**How to complete this task**
Please print every record that follows, keeping each one exactly as it is.

**Exercise material**
◆ ◆ ◆ ◆ ◆ ◆ ◆

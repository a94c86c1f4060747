//! Canonical hourly-series assembly: stow truncation, price preparation, and
//! per-day insolation totals.

use std::fmt;

use tracing::warn;

use crate::weather::WeatherData;
use crate::{DAYS_PER_YEAR, HOURS_PER_YEAR};

use super::types::{SourceSeries, Technology};

/// Stow wind speed for power towers (m/s).
pub const TOWER_STOW_WSPD: f64 = 15.0;
/// Stow wind speed for parabolic troughs (m/s).
pub const TROUGH_STOW_WSPD: f64 = 25.0;

/// A primary series does not fit the expected annual grid.
#[derive(Debug)]
pub struct ShapeError {
    /// Series the error was raised for.
    pub series: String,
    /// Human-readable constraint description.
    pub message: String,
}

impl fmt::Display for ShapeError {
    fn fmt(&self, f: &mut fmt::Formatter<'_>) -> fmt::Result {
        write!(f, "data shape error: {} — {}", self.series, self.message)
    }
}

impl std::error::Error for ShapeError {}

/// Canonical per-source hourly series for one clustering run, all on the
/// same 8760-hour annual grid.
#[derive(Debug, Clone)]
pub struct HourlySet {
    /// Direct normal irradiance, zeroed where collectors are stowed (W/m2).
    pub dni: Vec<f64>,
    /// Global horizontal irradiance (W/m2).
    pub ghi: Vec<f64>,
    /// Dry-bulb temperature (C).
    pub tdry: Vec<f64>,
    /// Wind speed at the solar-resource location, clipped at the stow limit (m/s).
    pub wspd_solar: Vec<f64>,
    /// Wind speed used for wind generation (m/s).
    pub wspd: Vec<f64>,
    /// Electricity price or price multiplier.
    pub price: Vec<f64>,
    /// Points per hour of every series.
    pub points_per_hour: usize,
    /// Direct-normal insolation total per day (kWh/m2/day), after stow.
    pub daily_dni_kwh: Vec<f64>,
}

impl HourlySet {
    /// Assembles the canonical series from a weather source and optional
    /// wind-resource/price series.
    ///
    /// A mismatched price series falls back to uniform multipliers with a
    /// logged notice; mismatched weather or wind-resource series are errors.
    /// `price_cutoff_iqr` enables outlier compression of the price series
    /// (see [`limit_outliers`]); `price_weighted` controls whether a missing
    /// price series is worth a notice.
    ///
    /// # Errors
    ///
    /// Returns a `ShapeError` if the weather series are not a whole number
    /// of 8760-hour years, or the wind-resource length differs from them.
    pub fn assemble(
        weather: &WeatherData,
        wind_resource: Option<&[f64]>,
        price: Option<&[f64]>,
        technologies: &[Technology],
        price_cutoff_iqr: Option<f64>,
        price_weighted: bool,
    ) -> Result<Self, ShapeError> {
        let n = weather.len();
        if n == 0 || n % HOURS_PER_YEAR != 0 {
            return Err(ShapeError {
                series: "weather".to_string(),
                message: format!("{n} points is not a whole number of {HOURS_PER_YEAR}-hour years"),
            });
        }
        let points_per_hour = n / HOURS_PER_YEAR;

        let mut dni = weather.dni.clone();
        let ghi = weather.ghi.clone();
        let tdry = weather.tdry.clone();
        let mut wspd_solar = weather.wspd.clone();

        let wspd = match wind_resource {
            Some(w) if w.len() == n => w.to_vec(),
            Some(w) => {
                return Err(ShapeError {
                    series: "wspd".to_string(),
                    message: format!("wind resource has {} points, expected {n}", w.len()),
                });
            }
            None => {
                if technologies.contains(&Technology::Wind) {
                    warn!("no wind-resource series supplied; using solar-resource wind speed");
                }
                wspd_solar.clone()
            }
        };

        let price = match price {
            Some(p) if p.len() == n => {
                let mut p = p.to_vec();
                if let Some(cutoff) = price_cutoff_iqr {
                    limit_outliers(&mut p, cutoff, cutoff + 0.5);
                }
                p
            }
            Some(p) => {
                warn!(
                    actual = p.len(),
                    expected = n,
                    "price series length mismatch; using uniform price multipliers"
                );
                vec![1.0; n]
            }
            None => {
                if price_weighted {
                    warn!("no price series supplied; using uniform price multipliers");
                }
                vec![1.0; n]
            }
        };

        // Park CSP collectors above the stow wind speed.
        if let Some(limit) = csp_stow_limit(technologies) {
            for (d, w) in dni.iter_mut().zip(wspd_solar.iter_mut()) {
                if *w > limit {
                    *d = 0.0;
                    *w = limit;
                }
            }
        }

        let points_per_day = n / DAYS_PER_YEAR;
        let daily_dni_kwh = (0..DAYS_PER_YEAR)
            .map(|d| {
                let day = &dni[d * points_per_day..(d + 1) * points_per_day];
                day.iter().sum::<f64>() / points_per_hour as f64 / 1000.0
            })
            .collect();

        Ok(Self {
            dni,
            ghi,
            tdry,
            wspd_solar,
            wspd,
            price,
            points_per_hour,
            daily_dni_kwh,
        })
    }

    /// Series for one metric source.
    pub fn series(&self, source: SourceSeries) -> &[f64] {
        match source {
            SourceSeries::Dni => &self.dni,
            SourceSeries::Ghi => &self.ghi,
            SourceSeries::Tdry => &self.tdry,
            SourceSeries::WspdSolar => &self.wspd_solar,
            SourceSeries::Wspd => &self.wspd,
            SourceSeries::Price => &self.price,
        }
    }

    /// Points per day of every series.
    pub fn points_per_day(&self) -> usize {
        self.points_per_hour * 24
    }
}

/// Stow wind speed for the present CSP technologies, if any.
pub fn csp_stow_limit(technologies: &[Technology]) -> Option<f64> {
    let mut limit = None;
    if technologies.contains(&Technology::Tower) {
        limit = Some(TOWER_STOW_WSPD);
    }
    if technologies.contains(&Technology::Trough) {
        limit = Some(limit.map_or(TROUGH_STOW_WSPD, |l: f64| l.max(TROUGH_STOW_WSPD)));
    }
    limit
}

/// Compresses outliers beyond `cutoff_iqr` interquartile ranges from the
/// quartiles into the band bounded by `max_iqr` interquartile ranges.
///
/// Values inside the cutoff band are untouched; values outside are scaled
/// proportionally to their distance from the band edge. Series that look
/// like normalized multipliers (mean within 0.99..1.01) are re-normalized
/// to unit mean afterwards.
pub fn limit_outliers(values: &mut [f64], cutoff_iqr: f64, max_iqr: f64) {
    if values.is_empty() {
        return;
    }
    let n = values.len() as f64;
    let mean = values.iter().sum::<f64>() / n;
    let is_normalized = mean > 0.99 && mean < 1.01;

    let mut sorted = values.to_vec();
    sorted.sort_by(f64::total_cmp);
    let q1 = percentile(&sorted, 25.0);
    let q3 = percentile(&sorted, 75.0);
    let iqr = q3 - q1;
    let high = q3 + cutoff_iqr * iqr;
    let low = q1 - cutoff_iqr * iqr;
    let ymax = sorted[sorted.len() - 1];
    let ymin = sorted[0];

    if ymax > high {
        let cap = (q3 + max_iqr * iqr).min(ymax);
        for v in values.iter_mut() {
            if *v > high {
                *v = high + (*v - high) / (ymax - high) * (cap - high);
            }
        }
    }
    if ymin < low {
        let floor = (q1 - max_iqr * iqr).max(ymin);
        for v in values.iter_mut() {
            if *v < low {
                *v = low - (low - *v) / (low - ymin) * (low - floor);
            }
        }
    }

    if is_normalized {
        let new_mean = values.iter().sum::<f64>() / n;
        if new_mean != 0.0 {
            for v in values.iter_mut() {
                *v /= new_mean;
            }
        }
    }
}

/// Percentile of a sorted slice with linear interpolation between ranks.
fn percentile(sorted: &[f64], pct: f64) -> f64 {
    let idx = pct / 100.0 * (sorted.len() - 1) as f64;
    let lo = idx.floor() as usize;
    let hi = idx.ceil() as usize;
    sorted[lo] + (sorted[hi] - sorted[lo]) * (idx - lo as f64)
}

◆ ◆ ◆ ◆ ◆ ◆ ◆

**Task solution**
repository a94c86c1f4060747
//! Canonical hourly-series assembly: stow truncation, price preparation, and
//! per-day insolation totals.

use std::fmt;

use tracing::warn;

use crate::weather::WeatherData;
use crate::{DAYS_PER_YEAR, HOURS_PER_YEAR};

use super::types::{SourceSeries, Technology};

/// Stow wind speed for power towers (m/s).
pub const TOWER_STOW_WSPD: f64 = 15.0;
/// Stow wind speed for parabolic troughs (m/s).
pub const TROUGH_STOW_WSPD: f64 = 25.0;

/// A primary series does not fit the expected annual grid.
#[derive(Debug)]
pub struct ShapeError {
    /// Series the error was raised for.
    pub series: String,
    /// Human-readable constraint description.
    pub message: String,
}

impl fmt::Display for ShapeError {
    fn fmt(&self, f: &mut fmt::Formatter<'_>) -> fmt::Result {
        write!(f, "data shape error: {} — {}", self.series, self.message)
    }
}

impl std::error::Error for ShapeError {}

/// Canonical per-source hourly series for one clustering run, all on the
/// same 8760-hour annual grid.
#[derive(Debug, Clone)]
pub struct HourlySet {
    /// Direct normal irradiance, zeroed where collectors are stowed (W/m2).
    pub dni: Vec<f64>,
    /// Global horizontal irradiance (W/m2).
    pub ghi: Vec<f64>,
    /// Dry-bulb temperature (C).
    pub tdry: Vec<f64>,
    /// Wind speed at the solar-resource location, clipped at the stow limit (m/s).
    pub wspd_solar: Vec<f64>,
    /// Wind speed used for wind generation (m/s).
    pub wspd: Vec<f64>,
    /// Electricity price or price multiplier.
    pub price: Vec<f64>,
    /// Points per hour of every series.
    pub points_per_hour: usize,
    /// Direct-normal insolation total per day (kWh/m2/day), after stow.
    pub daily_dni_kwh: Vec<f64>,
}

impl HourlySet {
    /// Assembles the canonical series from a weather source and optional
    /// wind-resource/price series.
    ///
    /// A mismatched price series falls back to uniform multipliers with a
    /// logged notice; mismatched weather or wind-resource series are errors.
    /// `price_cutoff_iqr` enables outlier compression of the price series
    /// (see [`limit_outliers`]); `price_weighted` controls whether a missing
    /// price series is worth a notice.
    ///
    /// # Errors
    ///
    /// Returns a `ShapeError` if the weather series are not a whole number
    /// of 8760-hour years, or the wind-resource length differs from them.
    pub fn assemble(
        weather: &WeatherData,
        wind_resource: Option<&[f64]>,
        price: Option<&[f64]>,
        technologies: &[Technology],
        price_cutoff_iqr: Option<f64>,
        price_weighted: bool,
    ) -> Result<Self, ShapeError> {
        let n = weather.len();
        if n == 0 || n % HOURS_PER_YEAR != 0 {
            return Err(ShapeError {
                series: "weather".to_string(),
                message: format!("{n} points is not a whole number of {HOURS_PER_YEAR}-hour years"),
            });
        }
        let points_per_hour = n / HOURS_PER_YEAR;

        let mut dni = weather.dni.clone();
        let ghi = weather.ghi.clone();
        let tdry = weather.tdry.clone();
        let mut wspd_solar = weather.wspd.clone();

        let wspd = match wind_resource {
            Some(w) if w.len() == n => w.to_vec(),
            Some(w) => {
                return Err(ShapeError {
                    series: "wspd".to_string(),
                    message: format!("wind resource has {} points, expected {n}", w.len()),
                });
            }
            None => {
                if technologies.contains(&Technology::Wind) {
                    warn!("no wind-resource series supplied; using solar-resource wind speed");
                }
                wspd_solar.clone()
            }
        };

        let price = match price {
            Some(p) if p.len() == n => {
                let mut p = p.to_vec();
                if let Some(cutoff) = price_cutoff_iqr {
                    limit_outliers(&mut p, cutoff, cutoff + 0.5);
                }
                p
            }
            Some(p) => {
                warn!(
                    actual = p.len(),
                    expected = n,
                    "price series length mismatch; using uniform price multipliers"
                );
                vec![1.0; n]
            }
            None => {
                if price_weighted {
                    warn!("no price series supplied; using uniform price multipliers");
                }
                vec![1.0; n]
            }
        };

        // Park CSP collectors above the stow wind speed.
        if let Some(limit) = csp_stow_limit(technologies) {
            for (d, w) in dni.iter_mut().zip(wspd_solar.iter_mut()) {
                if *w > limit {
                    *d = 0.0;
                    *w = limit;
                }
            }
        }

        let points_per_day = n / DAYS_PER_YEAR;
        let daily_dni_kwh = (0..DAYS_PER_YEAR)
            .map(|d| {
                let day = &dni[d * points_per_day..(d + 1) * points_per_day];
                day.iter().sum::<f64>() / points_per_hour as f64 / 1000.0
            })
            .collect();

        Ok(Self {
            dni,
            ghi,
            tdry,
            wspd_solar,
            wspd,
            price,
            points_per_hour,
            daily_dni_kwh,
        })
    }

    /// Series for one metric source.
    pub fn series(&self, source: SourceSeries) -> &[f64] {
        match source {
            SourceSeries::Dni => &self.dni,
            SourceSeries::Ghi => &self.ghi,
            SourceSeries::Tdry => &self.tdry,
            SourceSeries::WspdSolar => &self.wspd_solar,
            SourceSeries::Wspd => &self.wspd,
            SourceSeries::Price => &self.price,
        }
    }

    /// Points per day of every series.
    pub fn points_per_day(&self) -> usize {
        self.points_per_hour * 24
    }
}

/// Stow wind speed for the present CSP technologies, if any.
pub fn csp_stow_limit(technologies: &[Technology]) -> Option<f64> {
    let mut limit = None;
    if technologies.contains(&Technology::Tower) {
        limit = Some(TOWER_STOW_WSPD);
    }
    if technologies.contains(&Technology::Trough) {
        limit = Some(limit.map_or(TROUGH_STOW_WSPD, |l: f64| l.max(TROUGH_STOW_WSPD)));
    }
    limit
}

/// Compresses outliers beyond `cutoff_iqr` interquartile ranges from the
/// quartiles into the band bounded by `max_iqr` interquartile ranges.
///
/// Values inside the cutoff band are untouched; values outside are scaled
/// proportionally to their distance from the band edge. Series that look
/// like normalized multipliers (mean within 0.99..1.01) are re-normalized
/// to unit mean afterwards.
pub fn limit_outliers(values: &mut [f64], cutoff_iqr: f64, max_iqr: f64) {
    if values.is_empty() {
        return;
    }
    let n = values.len() as f64;
    let mean = values.iter().sum::<f64>() / n;
    let is_normalized = mean > 0.99 && mean < 1.01;

    let mut sorted = values.to_vec();
    sorted.sort_by(f64::total_cmp);
    let q1 = percentile(&sorted, 25.0);
    let q3 = percentile(&sorted, 75.0);
    let iqr = q3 - q1;
    let high = q3 + cutoff_iqr * iqr;
    let low = q1 - cutoff_iqr * iqr;
    let ymax = sorted[sorted.len() - 1];
    let ymin = sorted[0];

    if ymax > high {
        let cap = (q3 + max_iqr * iqr).min(ymax);
        for v in values.iter_mut() {
            if *v > high {
                *v = high + (*v - high) / (ymax - high) * (cap - high);
            }
        }
    }
    if ymin < low {
        let floor = (q1 - max_iqr * iqr).max(ymin);
        for v in values.iter_mut() {
            if *v < low {
                *v = low - (low - *v) / (low - ymin) * (low - floor);
            }
        }
    }

    if is_normalized {
        let new_mean = values.iter().sum::<f64>() / n;
        if new_mean != 0.0 {
            for v in values.iter_mut() {
                *v /= new_mean;
            }
        }
    }
}

/// Percentile of a sorted slice with linear interpolation between ranks.
fn percentile(sorted: &[f64], pct: f64) -> f64 {
    let idx = pct / 100.0 * (sorted.len() - 1) as f64;
    let lo = idx.floor() as usize;
    let hi = idx.ceil() as usize;
    sorted[lo] + (sorted[hi] - sorted[lo]) * (idx - lo as f64)
}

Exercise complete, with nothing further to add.